Work request - Set down exactly the lines of the records from the top to the line containing "their on-disk form"; include both.

*** Data excerpts ***

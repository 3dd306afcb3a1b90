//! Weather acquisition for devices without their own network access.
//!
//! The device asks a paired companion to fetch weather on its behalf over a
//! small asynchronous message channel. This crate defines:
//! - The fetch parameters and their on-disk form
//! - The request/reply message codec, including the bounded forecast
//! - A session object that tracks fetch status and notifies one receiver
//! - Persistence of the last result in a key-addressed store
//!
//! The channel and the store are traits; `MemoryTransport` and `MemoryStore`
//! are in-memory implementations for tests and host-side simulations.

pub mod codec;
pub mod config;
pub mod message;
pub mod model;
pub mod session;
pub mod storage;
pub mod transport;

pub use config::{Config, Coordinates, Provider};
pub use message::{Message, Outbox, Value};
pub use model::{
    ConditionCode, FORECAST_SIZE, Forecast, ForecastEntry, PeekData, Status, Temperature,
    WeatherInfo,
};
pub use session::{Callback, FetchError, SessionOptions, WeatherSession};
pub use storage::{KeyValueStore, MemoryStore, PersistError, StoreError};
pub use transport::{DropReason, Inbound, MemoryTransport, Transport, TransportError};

*** End of Data excerpts ***

Completed exercise -
repository 3dd306afcb3a1b90
//! Weather acquisition for devices without their own network access.
//!
//! The device asks a paired companion to fetch weather on its behalf over a
//! small asynchronous message channel. This crate defines:
//! - The fetch parameters and their on-disk form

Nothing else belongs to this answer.